In recent days it had been the Financial Times to ask the EU Commission to “not be intransigent ” to the Italian Government asking Brussels can recapitalize with public money , in case of extreme necessity, the bank weaker. And to point out that “after the Brexit , the score line of Europe through Rome.” Thursday, the day when the Capitol was held the first municipal council of the era ray , the appeal has joined the ‘ The Economist . That on the cover of this week’s issue, entitled The Italian Job – Europe next crisis service, the specter of a “ crisis can infect the Eurozone” adds coté purely political: the fear that without the green light from Brussels and Berlin to the injection of public funds in institutions, any bank failures do fall to the peak of quotations premier Matteo Renzi , lead to a no win at referendum of October and pave the way for an executive weblog M5S . Scenario according to the newspapers considered bibles of capitalism threatens the ‘ very existence of the euro . An argument in line with the content of the infamous report Jp Morgan against the “socialist Constitutions” and “ weak executive ” in the countries of southern Europe, which advocated changes similar to those contained in the bill Woods to foster “greater European integration area.”
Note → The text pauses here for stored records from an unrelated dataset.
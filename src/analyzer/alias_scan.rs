//! Text-pattern recovery of alias declarations
//!
//! Architecture: Specialized Analysis Services - A dedicated matcher for
//! constructs the structured tree doesn't expose
//! - Under dialects older than 4.1, `typealias` and `associatedtype` never
//!   appear as declaration-tree nodes; their names are recovered here from
//!   the raw text and the token classification stream
//! - Kept fully decoupled from the tree walk so it can be dropped once the
//!   old dialects stop mattering

use crate::domain::declarations::{SyntaxToken, TokenKind};
use lazy_static::lazy_static;
use regex::Regex;

lazy_static! {
    /// Keyword followed by an identifier-like token run
    static ref ALIAS_PATTERN: Regex =
        Regex::new(r"\b(typealias|associatedtype)\s+\w+").expect("alias pattern is valid");
}

/// An alias name recovered from raw text, located at the identifier token
#[derive(Debug, Clone, PartialEq, Eq)]
pub struct AliasCandidate<'a> {
    pub name: &'a str,
    pub offset: usize,
}

/// Scan raw text for alias declarations the tree doesn't carry
///
/// A textual match only becomes a candidate when the tokens inside its byte
/// range classify as exactly [keyword, identifier]; anything else (comments,
/// string literals, partial tokenization) is discarded without complaint.
pub fn scan<'a>(contents: &'a str, tokens: &[SyntaxToken]) -> Vec<AliasCandidate<'a>> {
    ALIAS_PATTERN
        .find_iter(contents)
        .filter_map(|found| candidate_for_range(contents, tokens, found.start(), found.end()))
        .collect()
}

fn candidate_for_range<'a>(
    contents: &'a str,
    tokens: &[SyntaxToken],
    start: usize,
    end: usize,
) -> Option<AliasCandidate<'a>> {
    let in_range: Vec<&SyntaxToken> = tokens
        .iter()
        .filter(|token| token.offset >= start && token.end() <= end)
        .collect();

    let [keyword, identifier] = in_range.as_slice() else {
        tracing::debug!(
            start,
            end,
            token_count = in_range.len(),
            "discarding alias match with unexpected token count"
        );
        return None;
    };

    if keyword.kind != TokenKind::Keyword || identifier.kind != TokenKind::Identifier {
        tracing::debug!(start, end, "discarding alias match with unexpected token tags");
        return None;
    }

    let name = contents.get(identifier.offset..identifier.end())?;

    Some(AliasCandidate {
        name,
        offset: identifier.offset,
    })
}

#[cfg(test)]
mod tests {
    use super::*;

    fn tokens_for(pairs: &[(TokenKind, usize, usize)]) -> Vec<SyntaxToken> {
        pairs
            .iter()
            .map(|&(kind, offset, length)| SyntaxToken::new(kind, offset, length))
            .collect()
    }

    #[test]
    fn test_typealias_is_recovered() {
        let contents = "typealias Money = Double";
        let tokens = tokens_for(&[
            (TokenKind::Keyword, 0, 9),
            (TokenKind::Identifier, 10, 5),
            (TokenKind::Identifier, 18, 6),
        ]);

        let candidates = scan(contents, &tokens);

        assert_eq!(candidates.len(), 1);
        assert_eq!(candidates[0].name, "Money");
        assert_eq!(candidates[0].offset, 10);
    }

    #[test]
    fn test_associatedtype_is_recovered() {
        let contents = "protocol Repository {\n    associatedtype Element\n}";
        let tokens = tokens_for(&[
            (TokenKind::Keyword, 0, 8),
            (TokenKind::Identifier, 9, 10),
            (TokenKind::Keyword, 26, 14),
            (TokenKind::Identifier, 41, 7),
        ]);

        let candidates = scan(contents, &tokens);

        assert_eq!(candidates.len(), 1);
        assert_eq!(candidates[0].name, "Element");
        assert_eq!(candidates[0].offset, 41);
    }

    #[test]
    fn test_match_without_tokens_is_discarded() {
        // Looks like a declaration but tokenizes as nothing - e.g. the text
        // sits inside a string literal the tokenizer swallowed whole.
        let contents = "typealias Money = Double";

        assert!(scan(contents, &[]).is_empty());
    }

    #[test]
    fn test_match_with_extra_tokens_is_discarded() {
        let contents = "typealias Money = Double";
        let tokens = tokens_for(&[
            (TokenKind::Keyword, 0, 9),
            (TokenKind::Identifier, 10, 2),
            (TokenKind::Identifier, 13, 2),
        ]);

        assert!(scan(contents, &tokens).is_empty());
    }

    #[test]
    fn test_match_with_wrong_tags_is_discarded() {
        // A comment mentioning the keyword: both tokens classify as Other.
        let contents = "typealias Money = Double";
        let tokens = tokens_for(&[
            (TokenKind::Other, 0, 9),
            (TokenKind::Other, 10, 5),
        ]);

        assert!(scan(contents, &tokens).is_empty());
    }

    #[test]
    fn test_token_range_outside_text_is_discarded() {
        let contents = "typealias Money";
        let tokens = tokens_for(&[
            (TokenKind::Keyword, 0, 9),
            (TokenKind::Identifier, 10, 500),
        ]);

        assert!(scan(contents, &tokens).is_empty());
    }

    #[test]
    fn test_multiple_matches_in_document_order() {
        let contents = "typealias A2 = Int\ntypealias B2 = Int";
        let tokens = tokens_for(&[
            (TokenKind::Keyword, 0, 9),
            (TokenKind::Identifier, 10, 2),
            (TokenKind::Identifier, 15, 3),
            (TokenKind::Keyword, 19, 9),
            (TokenKind::Identifier, 29, 2),
            (TokenKind::Identifier, 34, 3),
        ]);

        let candidates = scan(contents, &tokens);

        assert_eq!(candidates.len(), 2);
        assert_eq!(candidates[0].name, "A2");
        assert_eq!(candidates[1].name, "B2");
    }
}
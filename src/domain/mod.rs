//! Domain types: parsed-source inputs and violation outputs

pub mod declarations;
pub mod violations;

pub use declarations::{
    Accessibility, Declaration, DeclarationKind, SourceFile, SwiftVersion, SyntaxToken, TokenKind,
};
pub use violations::{Severity, Violation, WardenError, WardenResult};
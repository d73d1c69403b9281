//! Name normalization applied before convention checks
//!
//! Two transforms exempt generated-name patterns from spurious violations.
//! Both are gated on declaration metadata, both are plain slicing, and the
//! underscore strip always runs before the preview-suffix strip.

use crate::domain::declarations::Accessibility;
use std::collections::HashSet;

/// Protocol whose conformers get preview-suffix stripping
pub const PREVIEW_PROVIDER_MARKER: &str = "PreviewProvider";

/// Generated suffix carried by preview conformers
pub const PREVIEW_SUFFIX: &str = "_Previews";

/// Normalize a raw declared name for validation
///
/// 1. Private-scoped declarations may prefix their name with `_`; the
///    underscore is dropped so the checks see the real name.
/// 2. Conformers of [`PREVIEW_PROVIDER_MARKER`] named `Foo_Previews` are
///    validated as `Foo` — truncated at the suffix's first occurrence.
pub fn normalized_name<'a>(
    raw: &'a str,
    accessibility: Accessibility,
    inherited_types: &HashSet<String>,
) -> &'a str {
    let mut name = raw;

    if accessibility.is_private_scoped() {
        if let Some(stripped) = name.strip_prefix('_') {
            name = stripped;
        }
    }

    if name.ends_with(PREVIEW_SUFFIX) && inherited_types.contains(PREVIEW_PROVIDER_MARKER) {
        if let Some(index) = name.find(PREVIEW_SUFFIX) {
            name = &name[..index];
        }
    }

    name
}

#[cfg(test)]
mod tests {
    use super::*;

    fn preview_set() -> HashSet<String> {
        [PREVIEW_PROVIDER_MARKER.to_string()].into_iter().collect()
    }

    #[test]
    fn test_private_underscore_is_stripped() {
        let inherited = HashSet::new();

        assert_eq!(
            normalized_name("_Foo", Accessibility::Private, &inherited),
            "Foo"
        );
        assert_eq!(
            normalized_name("_Foo", Accessibility::FilePrivate, &inherited),
            "Foo"
        );
    }

    #[test]
    fn test_underscore_kept_for_non_private() {
        let inherited = HashSet::new();

        assert_eq!(
            normalized_name("_Foo", Accessibility::Other, &inherited),
            "_Foo"
        );
    }

    #[test]
    fn test_only_one_leading_underscore_is_stripped() {
        let inherited = HashSet::new();

        assert_eq!(
            normalized_name("__Foo", Accessibility::Private, &inherited),
            "_Foo"
        );
    }

    #[test]
    fn test_preview_suffix_is_stripped_for_conformers() {
        assert_eq!(
            normalized_name("Foo_Previews", Accessibility::Other, &preview_set()),
            "Foo"
        );
    }

    #[test]
    fn test_preview_suffix_kept_without_conformance() {
        let inherited = HashSet::new();

        assert_eq!(
            normalized_name("Foo_Previews", Accessibility::Other, &inherited),
            "Foo_Previews"
        );
    }

    #[test]
    fn test_preview_suffix_truncates_at_first_occurrence() {
        assert_eq!(
            normalized_name(
                "Foo_Previews_Previews",
                Accessibility::Other,
                &preview_set()
            ),
            "Foo"
        );
    }

    #[test]
    fn test_underscore_strip_runs_before_suffix_strip() {
        assert_eq!(
            normalized_name("_Foo_Previews", Accessibility::Private, &preview_set()),
            "Foo"
        );
    }

    #[test]
    fn test_suffix_only_matches_at_end() {
        assert_eq!(
            normalized_name("Foo_PreviewsKit", Accessibility::Other, &preview_set()),
            "Foo_PreviewsKit"
        );
    }
}
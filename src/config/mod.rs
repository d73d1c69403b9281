//! Configuration for the type-name rule
//!
//! Architecture: Anti-Corruption Layer - Resolved external configuration is
//! translated into an immutable domain record at the boundary
//! - Defaults live here, not in the external configuration system
//! - Thresholds and toggles never change during a validation run
//! - Length classification is a pure function of the record

use crate::domain::violations::{Severity, WardenError, WardenResult};
use serde::{Deserialize, Serialize};
use std::collections::HashSet;
use std::fs;
use std::path::Path;

/// Naming-convention configuration for type-like identifiers
///
/// Length thresholds are character counts. An "error" tier set to 0 disables
/// that tier; warning tiers are always active. `allowed_symbols` is unioned
/// with alphanumerics at validation time, so it only needs to carry the
/// extras (for example `_`).
#[derive(Debug, Clone, Serialize, Deserialize)]
#[serde(default)]
pub struct NameConfig {
    /// Names shorter than this are warnings
    pub min_length_warning: usize,
    /// Names at or below this length are errors (0 disables)
    pub min_length_error: usize,
    /// Names longer than this are warnings
    pub max_length_warning: usize,
    /// Names at or above this length are errors (0 disables)
    pub max_length_error: usize,
    /// Extra characters allowed beyond alphanumerics
    pub allowed_symbols: HashSet<char>,
    /// Exact names exempted from every check
    pub excluded: HashSet<String>,
    /// Whether names must start with an uppercase character
    pub validates_start_with_lowercase: bool,
}

impl Default for NameConfig {
    fn default() -> Self {
        Self {
            min_length_warning: 3,
            min_length_error: 0,
            max_length_warning: 40,
            max_length_error: 1000,
            allowed_symbols: HashSet::new(),
            excluded: HashSet::new(),
            validates_start_with_lowercase: true,
        }
    }
}

impl NameConfig {
    /// Load configuration from a YAML file
    pub fn load_from_file<P: AsRef<Path>>(path: P) -> WardenResult<Self> {
        let contents = fs::read_to_string(&path).map_err(|e| {
            WardenError::config(format!(
                "Failed to read config file '{}': {}",
                path.as_ref().display(),
                e
            ))
        })?;

        Self::load_from_str(&contents)
    }

    /// Load configuration from string content
    pub fn load_from_str(content: &str) -> WardenResult<Self> {
        let config: Self = serde_yaml::from_str(content)
            .map_err(|e| WardenError::config(format!("Failed to parse config: {e}")))?;

        config.validate()?;
        Ok(config)
    }

    /// Validate the configuration for consistency
    pub fn validate(&self) -> WardenResult<()> {
        if self.min_length_warning > self.max_length_warning {
            return Err(WardenError::config(format!(
                "min_length_warning ({}) exceeds max_length_warning ({})",
                self.min_length_warning, self.max_length_warning
            )));
        }

        Ok(())
    }

    /// Classify a name length against the configured thresholds
    ///
    /// Error tiers are inclusive and checked before their warning tier; a
    /// length inside an error band never reports a warning. The min side is
    /// checked before the max side, so exactly one branch can fire.
    pub fn severity_for_length(&self, length: usize) -> Option<Severity> {
        if self.min_length_error > 0 && length <= self.min_length_error {
            Some(Severity::Error)
        } else if length < self.min_length_warning {
            Some(Severity::Warning)
        } else if self.max_length_error > 0 && length >= self.max_length_error {
            Some(Severity::Error)
        } else if length > self.max_length_warning {
            Some(Severity::Warning)
        } else {
            None
        }
    }

    /// Whether a character is acceptable in a type name
    pub fn allows_character(&self, c: char) -> bool {
        c.is_alphanumeric() || self.allowed_symbols.contains(&c)
    }

    /// Convert to JSON for serialization
    pub fn to_json(&self) -> WardenResult<String> {
        serde_json::to_string_pretty(self)
            .map_err(|e| WardenError::config(format!("Failed to serialize config: {e}")))
    }
}

/// Configuration builder for programmatic construction
pub struct ConfigBuilder {
    config: NameConfig,
}

impl ConfigBuilder {
    /// Create a new builder with default configuration
    pub fn new() -> Self {
        Self {
            config: NameConfig::default(),
        }
    }

    /// Set the warning and error tiers of the minimum-length threshold
    pub fn min_length(mut self, warning: usize, error: usize) -> Self {
        self.config.min_length_warning = warning;
        self.config.min_length_error = error;
        self
    }

    /// Set the warning and error tiers of the maximum-length threshold
    pub fn max_length(mut self, warning: usize, error: usize) -> Self {
        self.config.max_length_warning = warning;
        self.config.max_length_error = error;
        self
    }

    /// Allow an extra symbol beyond alphanumerics
    pub fn allow_symbol(mut self, symbol: char) -> Self {
        self.config.allowed_symbols.insert(symbol);
        self
    }

    /// Exempt an exact name from every check
    pub fn exclude(mut self, name: impl Into<String>) -> Self {
        self.config.excluded.insert(name.into());
        self
    }

    /// Toggle enforcement of the uppercase-start requirement
    pub fn validates_start_with_lowercase(mut self, enabled: bool) -> Self {
        self.config.validates_start_with_lowercase = enabled;
        self
    }

    /// Build the final configuration
    pub fn build(self) -> WardenResult<NameConfig> {
        self.config.validate()?;
        Ok(self.config)
    }
}

impl Default for ConfigBuilder {
    fn default() -> Self {
        Self::new()
    }
}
the number one Eurogroup against the exemption – the capture of the British weekly position came just as from the President of the Eurogroup Jeroen Dijsselbloem seemed to close the door to a Notwithstanding to legislation on bail in (according to which to take on the save of institutions in difficulty must be first of shareholders, subordinated bondholders and depositors with more than 100 thousand euro on the account, ed ) to allow Italy to rescue the banks most at risk – from Monte dei Paschi di Siena – using public money. As is permitted “in via precaution ” in Article 32 of the EU Directive on restructuring and resolution of institutions ( Brrd ). Dijsselbloem said that “investors and shareholders of the banks will have to solve problems, not to deviate from the rules so that the taxpayers
Even the ECB deployed in favor of public support – An entirely different view l ‘ the Economist : “Forcing the common Italian to bear again heavily damage losses premier Matteo Renzi , blurring his hopes of winning the referendum on constitutional reforms in the autumn, “says the weekly. That “if the rules on bail-in will be applied with stiffness in Italy protests savers will undermine the trusted , and open the doors of the Power to Five Star Movement , which attaches to the single currency Italy’s economic problems “. That’s why, the reasoning goes, “if handled badly, l ‘” Italian job “(literally” The Italian Job “ ed ) could mark the ruin Eurozone “. The conclusion is obliged: “The right answer is allow the Italian government to finance the defense mechanisms of its vulnerable banks with sufficient public capital to allay fears of a systemic crisis “it would be” dangerous “for the entire euro area. A thesis shared also by leaders of the ECB : Vice President Vitor Constancio has reiterated that “the current situation, with declines in new shares after Brexit, deserves a deep reflection on the opportunity to overcome certain market imperfections with a little ‘of public support to significantly improve the stability of certain banking sectors. “
the Economist” apply rules with stiffness will open the doors to M5S blaming the euro problem “ – According to the ‘ the Economist instead,” the Italian prime minister is right, “because” the pressures market on Italian banks will not decrease as long as the trust will not be restored, and this will not happen without public funding. If the rules of bail-in will be applied with stiffness in Italy, the protests will undermine the confidence of investors and open the doors of power to the Five Star Movement, which blames the single currency of Italy’s economic problems “. At that point “it would increase the belief that Italy is receiving little benefit from the alleged sharing of risks between the Eurozone countries, while it is damaged by the many constraints that must comply with.” And “if the Italians were to lose confidence in the euro, the single currency not survive .” “It makes no sense follow the rules to the letter if you do it marks the end of the single currency”, the reasoning goes.
“Appease the systemic crisis fears “ – So? Simple, “the right answer is to authorize the Italian Government to fund the defense mechanisms of its vulnerable banks with public capital that is sufficient to allay fears of a systemic crisis.” Authorize the use of the clause contained in Directive Brrd to allow “temporary capital injection from the state in Monte dei Paschi “, on Thursday lost another 5.8%, and now has a cap below 800 million Euros, could “be enough to prevent further collapse on the Stock Exchange of securities, so that the other Italian banks, like Unicredit , manage to raise private capital. ” Europe “would welcome this outcome as an example of Solidarity within the rules.” Although “will not return to the health institutions or solve any of the fundamental problems of the euro bloc.”